> [Saved data entries]:
-=-=-=-=-
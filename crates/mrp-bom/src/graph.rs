//! BOM Graph Builder (C1, spec §4.1).

use mrp_core::{BomEdge, DiagnosticKind, Diagnostics, Item, ItemId, ItemPolicy};
use std::collections::HashMap;

/// `parent_id → list of (child_id, qty_per)`, already filtered to Output
/// parents with duplicate edges summed and zero-qty rows discarded.
#[derive(Debug, Clone, Default, PartialEq)]
pub struct BomGraph {
    adjacency: HashMap<ItemId, Vec<(ItemId, f64)>>,
}

impl BomGraph {
    pub fn children(&self, parent_id: ItemId) -> &[(ItemId, f64)] {
        self.adjacency
            .get(&parent_id)
            .map(|v| v.as_slice())
            .unwrap_or(&[])
    }

    /// All edges as `(parent_id, child_id)` pairs, in no particular order.
    pub fn edges(&self) -> impl Iterator<Item = (ItemId, ItemId)> + '_ {
        self.adjacency
            .iter()
            .flat_map(|(&parent, children)| children.iter().map(move |&(child, _)| (parent, child)))
    }

    pub fn has_children(&self, parent_id: ItemId) -> bool {
        self.adjacency
            .get(&parent_id)
            .map(|v| !v.is_empty())
            .unwrap_or(false)
    }
}

/// Builds the filtered, deduplicated adjacency from raw BOM edges.
#[tracing::instrument(skip_all, fields(edge_count = raw_edges.len()))]
pub fn build_graph(
    raw_edges: &[BomEdge],
    items: &HashMap<ItemId, Item>,
    diagnostics: &mut Diagnostics,
) -> BomGraph {
    // (parent_id, child_id) -> summed qty_per, insertion order preserved
    // via a side vector so the final adjacency lists are deterministic.
    let mut summed: HashMap<(ItemId, ItemId), f64> = HashMap::new();
    let mut order: Vec<(ItemId, ItemId)> = Vec::new();

    for edge in raw_edges {
        match items.get(&edge.parent_id) {
            None => {
                diagnostics.push(DiagnosticKind::UnknownItem {
                    item_code: edge.parent_id.to_string(),
                });
                continue;
            }
            Some(parent) if parent.policy != ItemPolicy::Output => continue,
            Some(_) => {}
        }

        let key = (edge.parent_id, edge.child_id);
        if !summed.contains_key(&key) {
            order.push(key);
        }
        *summed.entry(key).or_insert(0.0) += edge.qty_per;
    }

    let mut adjacency: HashMap<ItemId, Vec<(ItemId, f64)>> = HashMap::new();
    for (parent_id, child_id) in order {
        let qty_per = summed[&(parent_id, child_id)];
        if qty_per == 0.0 {
            continue;
        }
        adjacency.entry(parent_id).or_default().push((child_id, qty_per));
    }

    BomGraph { adjacency }
}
-=-=-=-=-
> [TASK TO COMPLETE]:
Write out the data again, exactly and in full.

> [REPLY]:
filename crates/mrp-bom/src/graph.rs
//! BOM Graph Builder (C1, spec §4.1).

use mrp_core::{BomEdge, DiagnosticKind, Diagnostics, Item, ItemId, ItemPolicy};
use std::collections::HashMap;

/// `parent_id → list of (child_id, qty_per)`, already filtered to Output
/// parents with duplicate edges summed and zero-qty rows discarded.
#[derive(Debug, Clone, Default, PartialEq)]
pub struct BomGraph {
    adjacency: HashMap<ItemId, Vec<(ItemId, f64)>>,
}

impl BomGraph {
    pub fn children(&self, parent_id: ItemId) -> &[(ItemId, f64)] {
        self.adjacency
            .get(&parent_id)
            .map(|v| v.as_slice())
            .unwrap_or(&[])
    }

    /// All edges as `(parent_id, child_id)` pairs, in no particular order.
    pub fn edges(&self) -> impl Iterator<Item = (ItemId, ItemId)> + '_ {
        self.adjacency
            .iter()
            .flat_map(|(&parent, children)| children.iter().map(move |&(child, _)| (parent, child)))
    }

    pub fn has_children(&self, parent_id: ItemId) -> bool {
        self.adjacency
            .get(&parent_id)
            .map(|v| !v.is_empty())
            .unwrap_or(false)
    }
}

/// Builds the filtered, deduplicated adjacency from raw BOM edges.
#[tracing::instrument(skip_all, fields(edge_count = raw_edges.len()))]
pub fn build_graph(
    raw_edges: &[BomEdge],
    items: &HashMap<ItemId, Item>,
    diagnostics: &mut Diagnostics,
) -> BomGraph {
    // (parent_id, child_id) -> summed qty_per, insertion order preserved
    // via a side vector so the final adjacency lists are deterministic.
    let mut summed: HashMap<(ItemId, ItemId), f64> = HashMap::new();
    let mut order: Vec<(ItemId, ItemId)> = Vec::new();

    for edge in raw_edges {
        match items.get(&edge.parent_id) {
            None => {
                diagnostics.push(DiagnosticKind::UnknownItem {
                    item_code: edge.parent_id.to_string(),
                });
                continue;
            }
            Some(parent) if parent.policy != ItemPolicy::Output => continue,
            Some(_) => {}
        }

        let key = (edge.parent_id, edge.child_id);
        if !summed.contains_key(&key) {
            order.push(key);
        }
        *summed.entry(key).or_insert(0.0) += edge.qty_per;
    }

    let mut adjacency: HashMap<ItemId, Vec<(ItemId, f64)>> = HashMap::new();
    for (parent_id, child_id) in order {
        let qty_per = summed[&(parent_id, child_id)];
        if qty_per == 0.0 {
            continue;
        }
        adjacency.entry(parent_id).or_default().push((child_id, qty_per));
    }

    BomGraph { adjacency }
}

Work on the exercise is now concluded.